§ **WORK INSTRUCTIONS**
Filter the data below for the string "AISuggestionsResponse" and copy each matching line.

** DATA TO USE follows **

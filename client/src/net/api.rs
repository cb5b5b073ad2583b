//! REST client for the scheduler backend.
//!
//! Client-side (hydrate): real HTTP calls via `gloo-net`.
//! Server-side (SSR): every call returns [`ApiError::Unavailable`] without
//! touching the network, since these endpoints only matter in the browser.
//!
//! ERROR HANDLING
//! ==============
//! Calls return `Result<_, ApiError>`; views map any error onto their own
//! fixed user-facing message. There is no retry, caching, or timeout here.

#![allow(clippy::unused_async)]

#[cfg(test)]
#[path = "api_test.rs"]
mod api_test;

use super::types::{
    AIBestTimeRequest, AIBestTimeResponse, AISuggestionsRequest, AISuggestionsResponse,
    AiInsightResponse, ImageResponse, PostDetailResponse, PostListResponse, PostSubmitRequest,
    PostSummaryResponse, ProductDesignCreateRequest, ProductDesignItem, ProductDesignListResponse,
    SummaryFilter,
};
use crate::config::ApiConfig;

/// Failure modes of an API call.
#[derive(Clone, Debug, PartialEq, Eq, thiserror::Error)]
pub enum ApiError {
    /// The request never produced a response.
    #[error("request failed: {0}")]
    Transport(String),
    /// The server answered with a non-2xx status.
    #[error("server responded with status {0}")]
    Status(u16),
    /// The response body did not match the expected shape.
    #[error("invalid response body: {0}")]
    Decode(String),
    /// Called outside the browser.
    #[error("not available on server")]
    Unavailable,
}

/// Image picked in the browser and attached to a post submission.
#[cfg(feature = "hydrate")]
pub type ImageFile = web_sys::File;

/// Outside the browser there is no file handle to attach.
#[cfg(not(feature = "hydrate"))]
#[derive(Clone, Debug)]
pub struct ImageFile;

/// Multipart fields for `POST /submit-post`, in the order the backend reads them.
///
/// The `image` part is appended separately since it is a file, not text.
pub fn submit_post_fields(req: &PostSubmitRequest) -> Vec<(&'static str, String)> {
    let mut fields = vec![
        ("user_id", req.user_id.to_string()),
        ("content_text", req.content_text.clone()),
    ];
    for platform in &req.platforms {
        fields.push(("platform_list", platform.as_str().to_owned()));
    }
    if let Some(product_id) = req.product_id {
        fields.push(("product_id", product_id.to_string()));
    }
    if let Some(schedule_time) = &req.schedule_time {
        fields.push(("schedule_time", schedule_time.clone()));
    }
    fields.push(("hashtags", req.hashtags.join(",")));
    fields.push(("target_audience", req.target_audience.clone().unwrap_or_default()));
    fields.push(("call_to_action", req.call_to_action.clone().unwrap_or_default()));
    fields.push(("content_tone", req.content_tone.as_str().to_owned()));
    let api_ids = req
        .api_ids
        .as_ref()
        .map(|ids| ids.iter().map(ToString::to_string).collect::<Vec<_>>().join(","))
        .unwrap_or_default();
    fields.push(("api_ids", api_ids));
    fields
}

/// Render `key=value` pairs as a query string, skipping absent values.
fn query_string(pairs: &[(&str, Option<String>)]) -> String {
    let encoded: Vec<String> = pairs
        .iter()
        .filter_map(|(key, value)| {
            value
                .as_ref()
                .map(|v| format!("{key}={}", urlencoding::encode(v)))
        })
        .collect();
    if encoded.is_empty() {
        String::new()
    } else {
        format!("?{}", encoded.join("&"))
    }
}

/// Typed façade over the `/api/v1` endpoints.
#[derive(Clone, Debug, PartialEq, Eq)]
pub struct ApiClient {
    root: String,
}

impl Default for ApiClient {
    fn default() -> Self {
        Self::new(&ApiConfig::default())
    }
}

impl ApiClient {
    pub fn new(config: &ApiConfig) -> Self {
        Self { root: config.api_root() }
    }

    fn url(&self, path: &str) -> String {
        format!("{}{path}", self.root)
    }

    pub fn submit_post_url(&self) -> String {
        self.url("/submit-post")
    }

    pub fn posts_url(&self, limit: u32, offset: u32) -> String {
        self.url(&format!("/posts?limit={limit}&offset={offset}"))
    }

    pub fn post_url(&self, post_id: i64) -> String {
        self.url(&format!("/post/{post_id}"))
    }

    pub fn suggest_hashtag_url(&self) -> String {
        self.url("/suggest-hashtag")
    }

    pub fn suggest_best_time_url(&self) -> String {
        self.url("/suggest-best-time")
    }

    pub fn posts_summary_url(&self, filter: &SummaryFilter) -> String {
        let query = query_string(&[
            ("user_id", filter.user_id.map(|v| v.to_string())),
            ("platform_type", filter.platform_type.map(|p| p.as_str().to_owned())),
            ("start_date", filter.start_date.clone()),
            ("end_date", filter.end_date.clone()),
        ]);
        self.url(&format!("/analytics/posts/summary{query}"))
    }

    pub fn ai_insight_url(&self, user_id: i64, query: Option<&str>) -> String {
        let query = query_string(&[
            ("user_id", Some(user_id.to_string())),
            ("query", query.map(str::to_owned)),
        ]);
        self.url(&format!("/analytics/ai-insight{query}"))
    }

    pub fn designs_url(&self) -> String {
        self.url("/product-customization/product-designs")
    }

    pub fn designs_for_user_url(&self, user_id: i64) -> String {
        format!("{}?user_id={user_id}", self.designs_url())
    }

    pub fn design_url(&self, design_id: i64) -> String {
        format!("{}/{design_id}", self.designs_url())
    }

    pub fn product_image_url(&self, product_id: i64) -> String {
        self.url(&format!("/product-customization/product-images/{product_id}"))
    }

    /// Submit a post as multipart form data via `POST /submit-post`.
    ///
    /// # Errors
    ///
    /// Returns an [`ApiError`] on transport failure, non-OK status, or an undecodable body.
    pub async fn submit_post(
        &self,
        req: &PostSubmitRequest,
        image: Option<&ImageFile>,
    ) -> Result<serde_json::Value, ApiError> {
        #[cfg(feature = "hydrate")]
        {
            let form = web_sys::FormData::new().map_err(js_transport)?;
            for (name, value) in submit_post_fields(req) {
                form.append_with_str(name, &value).map_err(js_transport)?;
            }
            if let Some(file) = image {
                form.append_with_blob_and_filename("image", file, &file.name())
                    .map_err(js_transport)?;
            }
            let resp = gloo_net::http::Request::post(&self.submit_post_url())
                .body(form)
                .map_err(transport)?
                .send()
                .await
                .map_err(transport)?;
            decode(resp).await
        }
        #[cfg(not(feature = "hydrate"))]
        {
            let _ = (req, image);
            Err(ApiError::Unavailable)
        }
    }

    /// Fetch a page of posts via `GET /posts`.
    ///
    /// # Errors
    ///
    /// Returns an [`ApiError`] on transport failure, non-OK status, or an undecodable body.
    pub async fn list_posts(&self, limit: u32, offset: u32) -> Result<PostListResponse, ApiError> {
        self.get_json(&self.posts_url(limit, offset)).await
    }

    /// Fetch one post via `GET /post/{id}`.
    ///
    /// # Errors
    ///
    /// Returns an [`ApiError`] on transport failure, non-OK status, or an undecodable body.
    pub async fn get_post(&self, post_id: i64) -> Result<PostDetailResponse, ApiError> {
        self.get_json(&self.post_url(post_id)).await
    }

    /// Ask for hashtag suggestions via `POST /suggest-hashtag`.
    ///
    /// # Errors
    ///
    /// Returns an [`ApiError`] on transport failure, non-OK status, or an undecodable body.
    pub async fn suggest_hashtags(
        &self,
        req: &AISuggestionsRequest,
    ) -> Result<AISuggestionsResponse, ApiError> {
        self.post_json(&self.suggest_hashtag_url(), req).await
    }

    /// Ask for posting-time suggestions via `POST /suggest-best-time`.
    ///
    /// # Errors
    ///
    /// Returns an [`ApiError`] on transport failure, non-OK status, or an undecodable body.
    pub async fn suggest_best_time(
        &self,
        req: &AIBestTimeRequest,
    ) -> Result<AIBestTimeResponse, ApiError> {
        self.post_json(&self.suggest_best_time_url(), req).await
    }

    /// Fetch post counts via `GET /analytics/posts/summary`.
    ///
    /// # Errors
    ///
    /// Returns an [`ApiError`] on transport failure, non-OK status, or an undecodable body.
    pub async fn posts_summary(
        &self,
        filter: &SummaryFilter,
    ) -> Result<PostSummaryResponse, ApiError> {
        self.get_json(&self.posts_summary_url(filter)).await
    }

    /// Fetch a generated insight via `GET /analytics/ai-insight`.
    ///
    /// # Errors
    ///
    /// Returns an [`ApiError`] on transport failure, non-OK status, or an undecodable body.
    pub async fn ai_insight(
        &self,
        user_id: i64,
        query: Option<&str>,
    ) -> Result<AiInsightResponse, ApiError> {
        self.get_json(&self.ai_insight_url(user_id, query)).await
    }

    /// Save a design via `POST /product-customization/product-designs`.
    ///
    /// # Errors
    ///
    /// Returns an [`ApiError`] on transport failure, non-OK status, or an undecodable body.
    pub async fn create_design(
        &self,
        req: &ProductDesignCreateRequest,
    ) -> Result<serde_json::Value, ApiError> {
        self.post_json(&self.designs_url(), req).await
    }

    /// List a user's designs.
    ///
    /// # Errors
    ///
    /// Returns an [`ApiError`] on transport failure, non-OK status, or an undecodable body.
    pub async fn list_designs(&self, user_id: i64) -> Result<ProductDesignListResponse, ApiError> {
        self.get_json(&self.designs_for_user_url(user_id)).await
    }

    /// Fetch one design.
    ///
    /// # Errors
    ///
    /// Returns an [`ApiError`] on transport failure, non-OK status, or an undecodable body.
    pub async fn get_design(&self, design_id: i64) -> Result<ProductDesignItem, ApiError> {
        self.get_json(&self.design_url(design_id)).await
    }

    /// Fetch the reference image for a product.
    ///
    /// # Errors
    ///
    /// Returns an [`ApiError`] on transport failure, non-OK status, or an undecodable body.
    pub async fn get_product_image(&self, product_id: i64) -> Result<ImageResponse, ApiError> {
        self.get_json(&self.product_image_url(product_id)).await
    }

    async fn get_json<T: serde::de::DeserializeOwned>(&self, url: &str) -> Result<T, ApiError> {
        #[cfg(feature = "hydrate")]
        {
            let resp = gloo_net::http::Request::get(url)
                .send()
                .await
                .map_err(transport)?;
            decode(resp).await
        }
        #[cfg(not(feature = "hydrate"))]
        {
            let _ = url;
            Err(ApiError::Unavailable)
        }
    }

    async fn post_json<B, T>(&self, url: &str, body: &B) -> Result<T, ApiError>
    where
        B: serde::Serialize,
        T: serde::de::DeserializeOwned,
    {
        #[cfg(feature = "hydrate")]
        {
            let resp = gloo_net::http::Request::post(url)
                .json(body)
                .map_err(transport)?
                .send()
                .await
                .map_err(transport)?;
            decode(resp).await
        }
        #[cfg(not(feature = "hydrate"))]
        {
            let _ = (url, body);
            Err(ApiError::Unavailable)
        }
    }
}

#[cfg(feature = "hydrate")]
fn transport(err: gloo_net::Error) -> ApiError {
    ApiError::Transport(err.to_string())
}

#[cfg(feature = "hydrate")]
fn js_transport(err: wasm_bindgen::JsValue) -> ApiError {
    ApiError::Transport(format!("{err:?}"))
}

#[cfg(feature = "hydrate")]
async fn decode<T: serde::de::DeserializeOwned>(
    resp: gloo_net::http::Response,
) -> Result<T, ApiError> {
    if !resp.ok() {
        return Err(ApiError::Status(resp.status()));
    }
    resp.json::<T>()
        .await
        .map_err(|e| ApiError::Decode(e.to_string()))
}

** End of DATA TO USE **

§ **TASK OUTPUT**
    AIBestTimeRequest, AIBestTimeResponse, AISuggestionsRequest, AISuggestionsResponse,
    ) -> Result<AISuggestionsResponse, ApiError> {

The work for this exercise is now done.